Some disease risk genes have been identified using genome-wide association studies (GWAS) in humans 25. Unlike unrelated populations or small families employed in human studies, a large number of half-sibs and full-sibs can be obtained in livestock. In the current work, GWAS for meat quality traits was performed in a porcine Large White × Minzhu intercross population. As a result of the large number of half and full sibs present in the studied population, the ignorance of pedigree information could lead to an increased false discovery rate 26. Using the GRAMMAR-GC method in this work, intra- and inter-family variations were considered. Furthermore, phenotypes were adjusted using fixed and random effects, and the population stratification was adjusted. These results indicated that the GRAMMAR-GC method was robust for population stratification and the F2 intercross population was suitable for GWAS in the present experiment.

In this study, most significant SNPs for IMF, marbling, meat color and moisture were located on SSC12 in proximal regions.
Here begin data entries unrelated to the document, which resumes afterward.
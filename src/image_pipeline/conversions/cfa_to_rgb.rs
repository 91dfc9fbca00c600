use tracing::{info, instrument, warn};
use std::io::Write;
use std::path::Path;
use std::sync::{Arc, Mutex, PoisonError};

use crate::image_pipeline::{
    common::error::{ConversionError, Result},
    conversions::timing::{PipelineTimings, Timer},
    debayer::{self, ProgressMonitor, SuperPixelDebayer},
    mosaic::ImageVariant,
    provenance::Provenance,
    source::{AutoMosaicReader, MosaicReader},
    tiff::{ConversionConfig, RgbWriter, StandardTiffWriter},
};

/// Decode -> check -> super-pixel debayer -> annotate -> encode.
///
/// Every conversion tracks progress and abort on its own [`ProgressMonitor`];
/// runs sharing one pipeline never see each other's counters or aborts.
pub struct CfaToRgbPipeline<R: MosaicReader, W: RgbWriter> {
    reader: R,
    writer: W,
    config: ConversionConfig,
    current: Mutex<Arc<ProgressMonitor>>,
}

impl CfaToRgbPipeline<AutoMosaicReader, StandardTiffWriter> {
    pub fn new(config: ConversionConfig) -> Self {
        Self::with_custom(AutoMosaicReader, StandardTiffWriter, config)
    }
}

impl<R: MosaicReader, W: RgbWriter> CfaToRgbPipeline<R, W> {
    pub fn with_custom(reader: R, writer: W, config: ConversionConfig) -> Self {
        Self {
            reader,
            writer,
            config,
            current: Mutex::new(Arc::new(ProgressMonitor::new())),
        }
    }

    /// Whether `image` can be converted at all (it must not be complex).
    pub fn can_execute_on(&self, image: &ImageVariant) -> Result<()> {
        debayer::can_execute_on(image)
    }

    fn validate_dimensions(&self, width: usize, height: usize) -> Result<()> {
        if !self.config.validate_dimensions {
            return Ok(());
        }

        if width == 0 || height == 0 {
            return Err(ConversionError::InvalidDimensions(width, height));
        }

        if let Some(max) = self.config.max_dimension {
            if width > max || height > max {
                warn!(
                    "Image dimensions {}x{} exceed maximum {}",
                    width, height, max
                );
                return Err(ConversionError::InvalidDimensions(width, height));
            }
        }

        Ok(())
    }

    pub fn convert(&self, input_data: &[u8], output: &mut dyn Write) -> Result<()> {
        self.convert_with_timings(input_data, output).map(|_| ())
    }

    pub fn convert_with_timings(
        &self,
        input_data: &[u8],
        output: &mut dyn Write,
    ) -> Result<PipelineTimings> {
        self.convert_with_monitor(input_data, output, Arc::new(ProgressMonitor::new()))
    }

    /// Runs one conversion against a caller-supplied `monitor`, which can be
    /// aborted before the run starts. It becomes the pipeline's current
    /// monitor until the next run begins.
    #[instrument(skip(self, input_data, output, monitor), fields(input_size = input_data.len()))]
    pub fn convert_with_monitor(
        &self,
        input_data: &[u8],
        output: &mut dyn Write,
        monitor: Arc<ProgressMonitor>,
    ) -> Result<PipelineTimings> {
        *self.current.lock().unwrap_or_else(PoisonError::into_inner) = Arc::clone(&monitor);

        let mut timings = PipelineTimings::new();
        info!("Starting CFA to RGB conversion");

        let timer = Timer::start("decode_mosaic");
        let source = self.reader.read_mosaic(input_data)?;
        timings.record(timer);

        let timer = Timer::start("validate_dimensions");
        self.can_execute_on(&source.image)?;
        self.validate_dimensions(source.image.width(), source.image.height())?;
        timings.record(timer);

        if let Some(hint) = source.pattern_hint {
            if hint != self.config.pattern {
                warn!(
                    "File reports a {} CFA but {} was selected",
                    hint, self.config.pattern
                );
            }
        }

        let timer = Timer::start("debayer");
        let rgb = SuperPixelDebayer::new(self.config.pattern)
            .with_workers(self.config.workers)
            .process(&source.image, &monitor)?;
        timings.record(timer);

        let mut provenance = source
            .description
            .as_deref()
            .map(Provenance::from_description)
            .unwrap_or_default();
        provenance.record_conversion(self.config.pattern);

        let timer = Timer::start("encode_tiff");
        self.writer.write_rgb(&rgb, &provenance, output, &self.config)?;
        timings.record(timer);

        info!(
            "Conversion complete: {}x{} -> {}x{} in {:.3}ms",
            source.image.width(),
            source.image.height(),
            rgb.width(),
            rgb.height(),
            timings.total_duration().as_secs_f64() * 1000.0
        );
        Ok(timings)
    }

    pub fn convert_file<P: AsRef<Path>, Q: AsRef<Path>>(
        &self,
        input_path: P,
        output_path: Q,
    ) -> Result<()> {
        self.convert_file_with_timings(input_path, output_path).map(|_| ())
    }

    #[instrument(skip(self, input_path, output_path))]
    pub fn convert_file_with_timings<P: AsRef<Path>, Q: AsRef<Path>>(
        &self,
        input_path: P,
        output_path: Q,
    ) -> Result<PipelineTimings> {
        let mut timings = PipelineTimings::new();
        let input_path = input_path.as_ref();
        let output_path = output_path.as_ref();

        info!(
            input = %input_path.display(),
            output = %output_path.display(),
            "Converting file"
        );

        let timer = Timer::start("read_input_file");
        let input_data = std::fs::read(input_path).map_err(|e| {
            ConversionError::InputReadError(format!("{}: {}", input_path.display(), e))
        })?;
        timings.record(timer);

        // the output file is only created once the conversion succeeded
        let mut encoded = Vec::new();
        let conversion_timings = self.convert_with_timings(&input_data, &mut encoded)?;
        for step in conversion_timings.steps() {
            timings.add_step(step.name.clone(), step.duration);
        }

        let timer = Timer::start("write_output_file");
        std::fs::write(output_path, &encoded).map_err(|e| {
            ConversionError::OutputWriteError(format!("{}: {}", output_path.display(), e))
        })?;
        timings.record(timer);

        Ok(timings)
    }

    /// Monitor of the most recently started conversion; also the handle for
    /// aborting it. Aborting it after that run finished has no effect on
    /// later runs.
    pub fn monitor(&self) -> Arc<ProgressMonitor> {
        let current = self.current.lock().unwrap_or_else(PoisonError::into_inner);
        Arc::clone(&*current)
    }

    pub fn config(&self) -> &ConversionConfig {
        &self.config
    }

    pub fn set_config(&mut self, config: ConversionConfig) {
        self.config = config;
    }
}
A QTL for color score has previously been mapped to the region between SWC62 (37.9Mb) and S0106 (43.7Mb) on SSC12 27. QTLs for IMF, marbling and moisture have been reported within SSC12 at 95 cM (42-43 Mb), 18.2-93.9 cM (35.4-51.1 Mb), and 64.7-80.2 cM (21.3-35.4 Mb), respectively 28, 29. The QTLs for color a* have been reported to be on SSC 1, 4, 6, 7, 8, 13, 14, 15, 16 and 17 28, 30-38. However, this GWAS revealed novel loci for color a* on SSC12.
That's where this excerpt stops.